Zadik et al. reported in 1990 that the growth hormone stimulation test is not reliable, suggesting the use of the more reliable 24-hour integrated concentration of growth hormone (IC-GH) as a better test. In 1995, it was also suggested that some cases of the neurosecretory growth failure syndrome might have the Kowarski syndrome.

Kerstin Albertsson Wikland confirmed in 1992 that the IC-GH test is a reproducible test for growth hormone deficiency and Carel et al. confirmed in 1997 that the reliability of the growth hormone stimulation tests was poor.

A 1987 study by Bistrizer et al. suggested a diagnostic procedure that may be used to diagnose the Kowarski syndrome. Their study was based on the requirement for the growth hormone molecule to bind a specific binding molecule on the wall of the responsive cells to elicit its activity. Their study demonstrated a decreased ability of the growth hormone from children with the Kowarski syndrome to bind with living IM-9 cells. The test involved measuring the ratio between the levels of growth hormone by a radioreceptor assay (RRA-GH) to the level of growth hormone determined by the established radioimmunoassay (RIA-GH). The study found that the RRA-GH/RIA-GH ratio in NS subjects was normal but significantly below normal (P<0.005) in the Kowarski syndrome patients. The authors proposed the use of their test for the diagnosis of the Kowarski syndrome.

Bistrizer, Chalew and Kowarski demonstrated in 1995 that a modified RRA-GH/RIA-GH ratio test was a predictor for the responsiveness of growth-impaired children to growth hormone therapy.

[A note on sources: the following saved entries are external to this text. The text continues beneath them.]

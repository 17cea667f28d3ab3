#![deny(clippy::pedantic, unsafe_code)]
#![allow(clippy::module_name_repetitions)]

//! Deployment manifest handling for vigil
//!
//! A manifest maps each listed path to the SHA-256 digest of its contents,
//! or to `"MISSING"` when the path did not exist. It is written as a flat,
//! pretty-printed JSON object in the order the paths were listed, so two
//! runs over unchanged files produce byte-identical output.

mod drift;

pub use drift::{Drift, DriftKind};

use serde::de::{MapAccess, Visitor};
use serde::ser::SerializeMap;
use serde::{Deserialize, Deserializer, Serialize, Serializer};
use std::fmt;
use std::path::Path;
use vigil_errors::{Error, StorageError};
use vigil_hash::Hash;

/// Value recorded for a path that did not exist
pub const MISSING: &str = "MISSING";

/// What the manifest knows about one path
#[derive(Debug, Clone, PartialEq, Eq)]
pub enum ManifestValue {
    /// Lowercase hex SHA-256 of the file contents
    Digest(Hash),
    /// The path did not exist
    Missing,
    /// The path existed but could not be read
    Unreadable { reason: String },
}

impl ManifestValue {
    #[must_use]
    pub fn digest(&self) -> Option<&Hash> {
        match self {
            Self::Digest(hash) => Some(hash),
            _ => None,
        }
    }

    /// Whether this entry should fail the run.
    #[must_use]
    pub fn is_failure(&self) -> bool {
        matches!(self, Self::Unreadable { .. })
    }

    fn parse(raw: &str) -> Self {
        if raw == MISSING {
            return Self::Missing;
        }
        if let Ok(hash) = Hash::from_hex(raw) {
            return Self::Digest(hash);
        }
        let reason = raw
            .strip_prefix("FAIL (")
            .and_then(|rest| rest.strip_suffix(')'))
            .unwrap_or(raw);
        Self::Unreadable {
            reason: reason.to_string(),
        }
    }
}

impl fmt::Display for ManifestValue {
    fn fmt(&self, f: &mut fmt::Formatter<'_>) -> fmt::Result {
        match self {
            Self::Digest(hash) => write!(f, "{hash}"),
            Self::Missing => f.write_str(MISSING),
            Self::Unreadable { reason } => write!(f, "FAIL ({reason})"),
        }
    }
}

/// One path of the manifest
#[derive(Debug, Clone, PartialEq, Eq)]
pub struct ManifestEntry {
    pub path: String,
    pub value: ManifestValue,
}

/// Ordered path → digest mapping
#[derive(Debug, Clone, Default, PartialEq, Eq)]
pub struct Manifest {
    entries: Vec<ManifestEntry>,
}

impl Manifest {
    #[must_use]
    pub fn new() -> Self {
        Self::default()
    }

    /// Record a path, replacing an earlier value for the same path in place.
    pub fn insert(&mut self, path: impl Into<String>, value: ManifestValue) {
        let path = path.into();
        match self.entries.iter_mut().find(|entry| entry.path == path) {
            Some(entry) => entry.value = value,
            None => self.entries.push(ManifestEntry { path, value }),
        }
    }

    #[must_use]
    pub fn get(&self, path: &str) -> Option<&ManifestValue> {
        self.entries
            .iter()
            .find(|entry| entry.path == path)
            .map(|entry| &entry.value)
    }

    pub fn iter(&self) -> std::slice::Iter<'_, ManifestEntry> {
        self.entries.iter()
    }

    #[must_use]
    pub fn len(&self) -> usize {
        self.entries.len()
    }

    #[must_use]
    pub fn is_empty(&self) -> bool {
        self.entries.is_empty()
    }

    /// Serialize as pretty JSON with four-space indentation
    ///
    /// # Errors
    ///
    /// Returns an error if serialization fails.
    pub fn to_json_pretty(&self) -> Result<String, Error> {
        let mut out = Vec::new();
        let formatter = serde_json::ser::PrettyFormatter::with_indent(b"    ");
        let mut serializer = serde_json::Serializer::with_formatter(&mut out, formatter);
        self.serialize(&mut serializer)?;
        out.push(b'\n');
        String::from_utf8(out).map_err(|e| Error::internal(e.to_string()))
    }

    /// Parse a manifest document
    ///
    /// # Errors
    ///
    /// Returns an error if the text is not a JSON object of strings.
    pub fn from_json_str(contents: &str) -> Result<Self, Error> {
        serde_json::from_str(contents).map_err(|e| {
            StorageError::CorruptedData {
                message: format!("invalid manifest: {e}"),
            }
            .into()
        })
    }

    /// Load a manifest written by a previous run
    ///
    /// # Errors
    ///
    /// Returns an error if the file cannot be read or is not a valid manifest.
    pub async fn from_file(path: &Path) -> Result<Self, Error> {
        let content = tokio::fs::read_to_string(path)
            .await
            .map_err(|e| StorageError::from_io_with_path(&e, path))?;
        Self::from_json_str(&content)
    }

    /// Write the manifest, replacing any existing file at `path`.
    ///
    /// The document is written next to the target and renamed over it, so a
    /// reader never sees a half-written manifest.
    ///
    /// # Errors
    ///
    /// Returns an error if the file cannot be written.
    pub async fn write_to_file(&self, path: &Path) -> Result<(), Error> {
        let content = self.to_json_pretty()?;

        if let Some(parent) = path.parent().filter(|p| !p.as_os_str().is_empty()) {
            tokio::fs::create_dir_all(parent)
                .await
                .map_err(|e| Error::io_with_path(&e, parent))?;
        }

        let mut staging = path.as_os_str().to_owned();
        staging.push(".tmp");
        let staging = std::path::PathBuf::from(staging);

        tokio::fs::write(&staging, content)
            .await
            .map_err(|e| Error::io_with_path(&e, &staging))?;
        tokio::fs::rename(&staging, path)
            .await
            .map_err(|e| Error::io_with_path(&e, path))
    }

    /// Compare against an earlier manifest.
    #[must_use]
    pub fn drift(&self, baseline: &Manifest) -> Vec<Drift> {
        drift::compare(baseline, self)
    }
}

impl<'a> IntoIterator for &'a Manifest {
    type Item = &'a ManifestEntry;
    type IntoIter = std::slice::Iter<'a, ManifestEntry>;

    fn into_iter(self) -> Self::IntoIter {
        self.entries.iter()
    }
}

impl Serialize for Manifest {
    fn serialize<S>(&self, serializer: S) -> Result<S::Ok, S::Error>
    where
        S: Serializer,
    {
        let mut map = serializer.serialize_map(Some(self.entries.len()))?;
        for entry in &self.entries {
            map.serialize_entry(&entry.path, &entry.value.to_string())?;
        }
        map.end()
    }
}

impl<'de> Deserialize<'de> for Manifest {
    fn deserialize<D>(deserializer: D) -> Result<Self, D::Error>
    where
        D: Deserializer<'de>,
    {
        struct ManifestVisitor;

        impl<'de> Visitor<'de> for ManifestVisitor {
            type Value = Manifest;

            fn expecting(&self, f: &mut fmt::Formatter<'_>) -> fmt::Result {
                f.write_str("a map of path to digest")
            }

            fn visit_map<A>(self, mut access: A) -> Result<Self::Value, A::Error>
            where
                A: MapAccess<'de>,
            {
                let mut manifest = Manifest::new();
                while let Some((path, raw)) = access.next_entry::<String, String>()? {
                    manifest.insert(path, ManifestValue::parse(&raw));
                }
                Ok(manifest)
            }
        }

        deserializer.deserialize_map(ManifestVisitor)
    }
}
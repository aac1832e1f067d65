//! Report structures and formatters

pub mod formatter;
pub mod report;

pub use formatter::{save_report_to_file, suggest_filename, ReportGenerator};
pub use report::{OptimizationMode, OptimizationReport, TeamConfidence};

The RRA-GH/RIA-GH ratio assay proposed by Bistrizer et al. can be used for screening of patients who may have the Kowarski syndrome thus more likely to respond to Growth Hormone therapy. Advances in the methodology for identifying spot mutations in the DNA of individuals demonstrated that the "Kowarski Syndrome is caused by various mutations in the GH1 gene (17q22-q24) that result in structural GH anomalies and a biologically inactive molecule." Testing individual patient for such mutation is offered on the Internet.